THE TASK
Within the material below, how many lines carry the word "pattern"? State only the number.

INPUT RECORDS
━━━━━━━━━━

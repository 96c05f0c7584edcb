//! Pixel-art characters
//!
//! Characters are authored as compact hex layers ([`CharacterDef`]) and
//! decoded into a renderable [`Character`] whenever one becomes active.

pub mod animation;
pub mod catalog;
pub mod model;
pub mod pattern;

pub use animation::{Animation, AnimationDef, MAX_FRAMES};
pub use catalog::{Catalog, CHARACTERS};
pub use model::{
    Character, CharacterDef, CharacterId, Pixel, PixelKind, Tint, MAX_ANIMATIONS,
    MAX_FIXED_PIXELS,
};
pub use pattern::PixelLayer;

/// Malformed character asset data
#[derive(Debug, Clone, Copy, PartialEq, Eq)]
#[cfg_attr(feature = "defmt", derive(defmt::Format))]
pub enum AssetError {
    /// Hex layer is not exactly 16 characters
    InvalidLength,
    /// Hex layer contains a non-hex character
    InvalidHexDigit,
    /// Fixed pixel outside the 8x8 grid
    PixelOutOfRange,
    /// Animation with no frames
    NoFrames,
    /// More frames than an animation can hold
    TooManyFrames,
    /// More animations than a character can hold
    TooManyAnimations,
    /// More pixels than a character can hold
    TooManyPixels,
    /// Interval or frame duration of zero
    ZeroDuration,
    /// Two animations share a name
    DuplicateAnimation,
    /// Character id is empty
    EmptyId,
    /// Character id too long to persist
    IdTooLong,
    /// Display or animation name too long
    NameTooLong,
    /// Two characters share an id
    DuplicateId,
    /// Catalog has no characters
    EmptyCatalog,
}
//! Mode and sub-state definitions
//!
//! Everything the badge shows is a function of the current mode, the
//! active character and the time.

use super::events::Event;

/// Default mode sub-states
#[derive(Debug, Clone, Copy, PartialEq, Eq)]
#[cfg_attr(feature = "defmt", derive(defmt::Format))]
pub enum DefaultPhase {
    /// Character slides in from the top
    Intro,
    /// Green character
    Available,
    /// Red character
    Busy,
    /// Rainbow character
    Social,
    /// Scrolling weekend banner
    Bonus,
}

/// Pomodoro mode sub-states
#[derive(Debug, Clone, Copy, PartialEq, Eq)]
#[cfg_attr(feature = "defmt", derive(defmt::Format))]
pub enum PomodoroPhase {
    /// Brief colour flash on entry
    Intro,
    /// Short presses choose the duration
    Setup,
    /// Counting down
    Active,
    /// Finished or interrupted
    Complete,
}

/// Update mode sub-states
#[derive(Debug, Clone, Copy, PartialEq, Eq)]
#[cfg_attr(feature = "defmt", derive(defmt::Format))]
pub enum UpdatePhase {
    Connecting,
    Checking,
    Downloading,
    Installing,
    /// Terminal; ends in a reset
    Error,
}

/// Status phases reachable with a short press in the default mode
#[derive(Debug, Clone, Copy, PartialEq, Eq, Default)]
#[cfg_attr(feature = "defmt", derive(defmt::Format))]
pub struct StatusCycle {
    bonus: bool,
}

impl StatusCycle {
    const BASE: [DefaultPhase; 3] = [
        DefaultPhase::Available,
        DefaultPhase::Busy,
        DefaultPhase::Social,
    ];

    pub fn has_bonus(&self) -> bool {
        self.bonus
    }

    pub fn set_bonus(&mut self, bonus: bool) {
        self.bonus = bonus;
    }

    fn len(&self) -> usize {
        Self::BASE.len() + self.bonus as usize
    }

    fn get(&self, index: usize) -> DefaultPhase {
        Self::BASE
            .get(index)
            .copied()
            .unwrap_or(DefaultPhase::Bonus)
    }

    pub fn contains(&self, phase: DefaultPhase) -> bool {
        Self::BASE.contains(&phase) || (self.bonus && phase == DefaultPhase::Bonus)
    }

    /// Phase after `phase`, wrapping; phases outside the cycle go to the first
    pub fn next(&self, phase: DefaultPhase) -> DefaultPhase {
        let next = (0..self.len())
            .position(|i| self.get(i) == phase)
            .map(|i| (i + 1) % self.len())
            .unwrap_or(0);
        self.get(next)
    }
}

/// Top-level badge modes
#[derive(Debug, Clone, Copy, PartialEq, Eq)]
#[cfg_attr(feature = "defmt", derive(defmt::Format))]
pub enum Mode {
    /// Status indicator
    Default(DefaultPhase),
    /// Character gallery
    CharacterSelect,
    /// Countdown timer
    Pomodoro(PomodoroPhase),
    /// Self-update; never returns to another mode
    Update(UpdatePhase),
}

impl Mode {
    /// Mode entered after a normal boot
    pub const BOOT: Mode = Mode::Default(DefaultPhase::Intro);

    /// Check if button presses are interpreted in this mode
    pub fn accepts_input(&self) -> bool {
        !matches!(self, Mode::Default(DefaultPhase::Intro) | Mode::Update(_))
    }

    pub fn is_update(&self) -> bool {
        matches!(self, Mode::Update(_))
    }

    /// Process an event and return the next mode
    ///
    /// `cycle` is the current status cycle, consulted for short presses in
    /// the default mode.
    pub fn transition(self, event: Event, cycle: StatusCycle) -> Self {
        use DefaultPhase as D;
        use Event::*;
        use Mode::*;
        use PomodoroPhase as P;
        use UpdatePhase as U;

        match (self, event) {
            // Boot gestures
            (Default(D::Intro), BootHeld) => CharacterSelect,
            (CharacterSelect, BootUpdateHold) => Update(U::Connecting),

            // Update flow
            (Update(U::Connecting), Connected) => Update(U::Checking),
            (Update(U::Checking), UpdateAvailable) => Update(U::Downloading),
            (Update(U::Downloading), Downloaded) => Update(U::Installing),
            (Update(U::Error), UpdateFailed(_)) => self,
            (Update(_), UpdateFailed(_)) => Update(U::Error),
            (Update(_), _) => self,

            // Maintenance interrupts any other mode
            (_, MaintenanceWindow) => Update(U::Connecting),

            // Default mode
            (Default(D::Intro), IntroFinished) => Default(D::Available),
            (Default(D::Intro), _) => self,
            (Default(phase), ShortPress) => Default(cycle.next(phase)),
            (Default(_), LongPress) => Pomodoro(P::Intro),
            (Default(D::Busy | D::Bonus), BonusStarted) => self,
            (Default(_), BonusStarted) => Default(D::Bonus),
            (Default(D::Bonus), BonusEnded) => Default(D::Available),

            // Character gallery; short presses change the preview only
            (CharacterSelect, LongPress) => Default(D::Intro),

            // Pomodoro
            (Pomodoro(_), LongPress) => Default(D::Intro),
            (Pomodoro(P::Intro), IntroFinished) => Pomodoro(P::Setup),
            (Pomodoro(P::Setup), SetupTimedOut) => Pomodoro(P::Active),
            (Pomodoro(P::Active), ShortPress | TimerFinished) => Pomodoro(P::Complete),
            (Pomodoro(P::Complete), ShortPress) => Pomodoro(P::Intro),

            // Default: stay in current mode
            _ => self,
        }
    }
}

━━━━━━━━━━

RESULT OF THIS TASK
2